__EXERCISE OBJECTIVE__: Search the records that follow and extract every line containing the string "StreamRequest".

[MATERIAL SUPPLIED — start]

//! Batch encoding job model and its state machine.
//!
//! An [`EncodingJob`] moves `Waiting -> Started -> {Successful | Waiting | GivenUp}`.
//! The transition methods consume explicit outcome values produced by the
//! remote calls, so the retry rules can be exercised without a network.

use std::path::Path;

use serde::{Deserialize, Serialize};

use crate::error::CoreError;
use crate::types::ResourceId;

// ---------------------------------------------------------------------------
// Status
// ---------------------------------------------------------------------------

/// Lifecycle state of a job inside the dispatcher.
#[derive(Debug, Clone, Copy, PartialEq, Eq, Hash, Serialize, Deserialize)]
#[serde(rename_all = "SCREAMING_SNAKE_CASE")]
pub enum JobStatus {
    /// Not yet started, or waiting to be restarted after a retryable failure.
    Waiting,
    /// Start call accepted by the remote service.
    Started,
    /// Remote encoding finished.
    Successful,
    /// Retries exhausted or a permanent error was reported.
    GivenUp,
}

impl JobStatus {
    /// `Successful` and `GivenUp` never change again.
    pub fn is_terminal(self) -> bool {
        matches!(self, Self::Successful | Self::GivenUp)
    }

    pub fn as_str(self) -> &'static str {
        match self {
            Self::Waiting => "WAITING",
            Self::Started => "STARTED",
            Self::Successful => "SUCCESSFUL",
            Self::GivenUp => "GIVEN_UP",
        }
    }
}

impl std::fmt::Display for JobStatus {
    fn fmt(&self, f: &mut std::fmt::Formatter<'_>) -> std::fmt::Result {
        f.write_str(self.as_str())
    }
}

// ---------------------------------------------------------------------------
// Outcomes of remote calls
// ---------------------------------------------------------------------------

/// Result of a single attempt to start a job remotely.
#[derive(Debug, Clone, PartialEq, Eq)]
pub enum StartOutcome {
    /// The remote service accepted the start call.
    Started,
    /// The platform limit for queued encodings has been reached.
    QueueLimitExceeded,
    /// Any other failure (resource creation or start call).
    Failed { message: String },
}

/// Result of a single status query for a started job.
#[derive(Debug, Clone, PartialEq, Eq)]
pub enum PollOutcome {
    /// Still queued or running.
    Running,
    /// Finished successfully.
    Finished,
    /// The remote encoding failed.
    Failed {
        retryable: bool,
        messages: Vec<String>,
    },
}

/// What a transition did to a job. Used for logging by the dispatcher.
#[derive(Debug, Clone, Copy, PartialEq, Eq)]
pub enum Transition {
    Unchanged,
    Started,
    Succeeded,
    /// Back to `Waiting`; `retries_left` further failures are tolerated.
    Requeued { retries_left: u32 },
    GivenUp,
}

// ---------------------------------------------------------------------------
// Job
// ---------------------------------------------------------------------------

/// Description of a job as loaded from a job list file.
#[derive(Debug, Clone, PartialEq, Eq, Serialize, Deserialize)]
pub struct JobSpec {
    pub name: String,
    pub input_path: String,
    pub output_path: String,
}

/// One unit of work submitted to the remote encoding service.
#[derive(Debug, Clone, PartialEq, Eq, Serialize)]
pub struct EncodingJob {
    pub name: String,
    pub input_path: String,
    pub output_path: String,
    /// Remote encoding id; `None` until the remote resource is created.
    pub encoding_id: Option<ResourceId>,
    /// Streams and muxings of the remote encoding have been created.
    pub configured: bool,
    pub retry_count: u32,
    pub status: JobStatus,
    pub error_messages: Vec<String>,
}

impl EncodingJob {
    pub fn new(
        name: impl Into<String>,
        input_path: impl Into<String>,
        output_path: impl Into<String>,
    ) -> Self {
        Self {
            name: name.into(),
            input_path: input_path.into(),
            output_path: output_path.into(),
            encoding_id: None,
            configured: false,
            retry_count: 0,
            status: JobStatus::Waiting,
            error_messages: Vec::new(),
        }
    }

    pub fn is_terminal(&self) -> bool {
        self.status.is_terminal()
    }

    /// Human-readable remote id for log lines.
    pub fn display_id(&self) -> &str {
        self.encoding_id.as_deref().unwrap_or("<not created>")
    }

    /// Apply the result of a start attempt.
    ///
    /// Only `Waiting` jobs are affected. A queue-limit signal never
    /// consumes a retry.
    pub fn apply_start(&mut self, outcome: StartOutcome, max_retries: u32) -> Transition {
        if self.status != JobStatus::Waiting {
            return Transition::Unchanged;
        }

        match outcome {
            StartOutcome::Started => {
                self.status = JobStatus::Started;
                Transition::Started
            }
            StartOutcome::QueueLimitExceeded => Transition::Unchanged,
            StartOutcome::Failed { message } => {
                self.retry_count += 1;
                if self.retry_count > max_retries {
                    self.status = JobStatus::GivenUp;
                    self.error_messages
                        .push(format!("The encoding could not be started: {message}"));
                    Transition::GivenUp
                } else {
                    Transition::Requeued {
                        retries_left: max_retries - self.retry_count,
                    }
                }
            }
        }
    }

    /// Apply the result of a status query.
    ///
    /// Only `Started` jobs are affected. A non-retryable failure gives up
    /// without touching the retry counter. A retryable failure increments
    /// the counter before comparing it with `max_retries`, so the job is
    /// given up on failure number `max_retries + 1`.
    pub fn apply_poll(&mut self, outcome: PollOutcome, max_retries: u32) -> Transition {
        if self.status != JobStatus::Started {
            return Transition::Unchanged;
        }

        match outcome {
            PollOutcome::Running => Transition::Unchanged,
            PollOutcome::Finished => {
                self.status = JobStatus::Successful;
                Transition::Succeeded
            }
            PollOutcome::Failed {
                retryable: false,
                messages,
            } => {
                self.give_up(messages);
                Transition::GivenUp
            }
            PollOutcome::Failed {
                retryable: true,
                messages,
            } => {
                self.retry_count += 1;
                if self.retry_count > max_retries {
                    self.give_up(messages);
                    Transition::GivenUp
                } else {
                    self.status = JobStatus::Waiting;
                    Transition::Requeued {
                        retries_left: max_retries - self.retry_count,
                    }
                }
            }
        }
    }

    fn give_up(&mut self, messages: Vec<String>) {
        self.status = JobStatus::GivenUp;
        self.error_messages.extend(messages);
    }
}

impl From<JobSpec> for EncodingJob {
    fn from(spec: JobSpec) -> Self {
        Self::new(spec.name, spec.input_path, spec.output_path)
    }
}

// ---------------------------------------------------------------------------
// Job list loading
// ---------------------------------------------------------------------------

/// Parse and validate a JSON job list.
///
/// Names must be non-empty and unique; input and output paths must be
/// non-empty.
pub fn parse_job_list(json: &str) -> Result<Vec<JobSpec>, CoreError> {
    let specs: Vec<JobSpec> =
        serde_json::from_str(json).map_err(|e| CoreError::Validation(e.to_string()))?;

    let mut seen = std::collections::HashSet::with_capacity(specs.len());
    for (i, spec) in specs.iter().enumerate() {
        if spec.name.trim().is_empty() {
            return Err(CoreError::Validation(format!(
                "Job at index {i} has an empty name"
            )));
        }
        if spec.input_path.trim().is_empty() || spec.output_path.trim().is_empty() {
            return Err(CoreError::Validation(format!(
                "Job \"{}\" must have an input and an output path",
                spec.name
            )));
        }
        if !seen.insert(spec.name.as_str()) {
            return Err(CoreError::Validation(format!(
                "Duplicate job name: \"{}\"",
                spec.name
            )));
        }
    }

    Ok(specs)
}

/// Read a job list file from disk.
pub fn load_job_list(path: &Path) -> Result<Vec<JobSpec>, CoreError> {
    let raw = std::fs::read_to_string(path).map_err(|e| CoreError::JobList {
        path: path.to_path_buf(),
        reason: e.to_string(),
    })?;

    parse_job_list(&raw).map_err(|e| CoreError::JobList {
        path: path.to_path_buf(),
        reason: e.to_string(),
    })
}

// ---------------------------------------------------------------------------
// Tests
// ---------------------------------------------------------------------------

[MATERIAL SUPPLIED — finish]
[MATERIAL SUPPLIED — start]

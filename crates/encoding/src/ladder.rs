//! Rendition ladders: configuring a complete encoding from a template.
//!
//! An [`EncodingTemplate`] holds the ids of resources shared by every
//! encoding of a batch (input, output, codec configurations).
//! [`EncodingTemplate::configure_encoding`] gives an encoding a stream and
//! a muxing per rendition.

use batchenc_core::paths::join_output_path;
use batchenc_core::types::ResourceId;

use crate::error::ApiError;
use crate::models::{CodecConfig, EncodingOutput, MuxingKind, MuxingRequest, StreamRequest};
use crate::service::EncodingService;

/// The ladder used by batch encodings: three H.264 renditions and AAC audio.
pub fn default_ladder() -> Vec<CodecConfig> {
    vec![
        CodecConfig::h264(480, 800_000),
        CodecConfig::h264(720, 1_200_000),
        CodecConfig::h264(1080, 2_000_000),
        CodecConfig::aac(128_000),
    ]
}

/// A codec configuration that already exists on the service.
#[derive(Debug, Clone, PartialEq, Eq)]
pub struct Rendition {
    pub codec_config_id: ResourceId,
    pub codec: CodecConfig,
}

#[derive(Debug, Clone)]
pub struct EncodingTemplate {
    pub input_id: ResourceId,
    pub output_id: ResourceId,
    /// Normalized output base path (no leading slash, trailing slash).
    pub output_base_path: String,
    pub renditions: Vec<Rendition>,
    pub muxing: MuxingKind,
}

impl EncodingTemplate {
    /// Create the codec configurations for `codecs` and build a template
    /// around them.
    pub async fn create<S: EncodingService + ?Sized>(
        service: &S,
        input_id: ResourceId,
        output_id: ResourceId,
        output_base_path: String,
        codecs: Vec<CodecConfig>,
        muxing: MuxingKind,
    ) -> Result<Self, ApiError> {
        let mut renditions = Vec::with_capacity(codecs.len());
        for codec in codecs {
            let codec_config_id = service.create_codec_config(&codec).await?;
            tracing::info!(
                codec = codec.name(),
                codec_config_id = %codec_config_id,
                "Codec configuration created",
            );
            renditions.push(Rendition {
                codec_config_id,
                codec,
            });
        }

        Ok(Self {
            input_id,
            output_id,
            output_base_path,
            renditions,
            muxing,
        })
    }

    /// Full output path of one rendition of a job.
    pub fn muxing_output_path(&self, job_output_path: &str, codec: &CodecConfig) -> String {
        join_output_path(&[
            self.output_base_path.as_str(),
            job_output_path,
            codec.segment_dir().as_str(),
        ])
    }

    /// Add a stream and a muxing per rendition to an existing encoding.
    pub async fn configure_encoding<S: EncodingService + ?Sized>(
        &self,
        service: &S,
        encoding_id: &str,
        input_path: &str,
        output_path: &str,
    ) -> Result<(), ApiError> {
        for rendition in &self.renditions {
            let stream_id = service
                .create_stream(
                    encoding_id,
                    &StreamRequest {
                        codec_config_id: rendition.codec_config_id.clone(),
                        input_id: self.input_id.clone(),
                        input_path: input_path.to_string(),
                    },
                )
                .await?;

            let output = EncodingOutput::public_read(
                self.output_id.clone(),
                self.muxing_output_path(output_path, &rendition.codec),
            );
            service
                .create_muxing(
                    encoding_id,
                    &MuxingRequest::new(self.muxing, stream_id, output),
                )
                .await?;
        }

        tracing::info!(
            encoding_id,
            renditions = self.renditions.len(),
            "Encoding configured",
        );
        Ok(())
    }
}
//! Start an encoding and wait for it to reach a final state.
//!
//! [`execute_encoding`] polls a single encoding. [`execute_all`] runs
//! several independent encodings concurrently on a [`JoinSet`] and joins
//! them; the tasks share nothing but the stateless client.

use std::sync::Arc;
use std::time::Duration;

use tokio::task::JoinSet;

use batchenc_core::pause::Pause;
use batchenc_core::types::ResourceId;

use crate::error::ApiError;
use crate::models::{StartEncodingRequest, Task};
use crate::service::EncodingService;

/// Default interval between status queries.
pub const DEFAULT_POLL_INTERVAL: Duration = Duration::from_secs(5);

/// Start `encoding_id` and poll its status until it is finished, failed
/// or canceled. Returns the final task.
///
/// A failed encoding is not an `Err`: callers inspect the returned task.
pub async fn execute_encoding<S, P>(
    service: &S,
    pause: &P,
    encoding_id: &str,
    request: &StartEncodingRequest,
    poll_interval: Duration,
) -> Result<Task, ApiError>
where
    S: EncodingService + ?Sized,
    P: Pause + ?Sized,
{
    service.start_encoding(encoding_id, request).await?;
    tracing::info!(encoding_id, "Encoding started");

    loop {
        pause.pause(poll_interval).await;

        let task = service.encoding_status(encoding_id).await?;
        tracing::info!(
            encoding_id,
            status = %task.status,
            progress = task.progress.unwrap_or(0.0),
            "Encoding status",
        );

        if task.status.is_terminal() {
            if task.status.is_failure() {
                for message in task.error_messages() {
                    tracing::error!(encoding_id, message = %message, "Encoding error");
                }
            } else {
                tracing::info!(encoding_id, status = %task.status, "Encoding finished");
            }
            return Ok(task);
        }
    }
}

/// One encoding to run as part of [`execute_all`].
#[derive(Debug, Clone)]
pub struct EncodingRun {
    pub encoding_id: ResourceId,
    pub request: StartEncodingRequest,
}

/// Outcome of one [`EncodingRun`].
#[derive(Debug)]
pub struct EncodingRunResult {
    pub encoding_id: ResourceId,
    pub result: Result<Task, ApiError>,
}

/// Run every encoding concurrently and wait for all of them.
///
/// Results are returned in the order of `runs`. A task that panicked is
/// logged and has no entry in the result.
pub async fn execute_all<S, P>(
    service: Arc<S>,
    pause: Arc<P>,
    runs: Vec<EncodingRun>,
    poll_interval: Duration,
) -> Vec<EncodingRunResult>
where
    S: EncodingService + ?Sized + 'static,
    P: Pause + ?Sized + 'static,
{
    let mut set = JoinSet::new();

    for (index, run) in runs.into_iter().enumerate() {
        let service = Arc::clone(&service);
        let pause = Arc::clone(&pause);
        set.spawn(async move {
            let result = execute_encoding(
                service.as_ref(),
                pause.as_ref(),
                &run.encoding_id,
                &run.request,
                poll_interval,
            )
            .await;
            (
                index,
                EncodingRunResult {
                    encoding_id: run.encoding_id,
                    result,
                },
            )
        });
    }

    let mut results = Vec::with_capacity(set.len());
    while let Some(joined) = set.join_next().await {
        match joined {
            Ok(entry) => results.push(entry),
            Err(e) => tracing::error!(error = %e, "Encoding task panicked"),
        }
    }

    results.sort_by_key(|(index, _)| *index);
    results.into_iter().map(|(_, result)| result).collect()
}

[MATERIAL SUPPLIED — finish]

__WORKED SOLUTION__:
use crate::models::{CodecConfig, EncodingOutput, MuxingKind, MuxingRequest, StreamRequest};
                    &StreamRequest {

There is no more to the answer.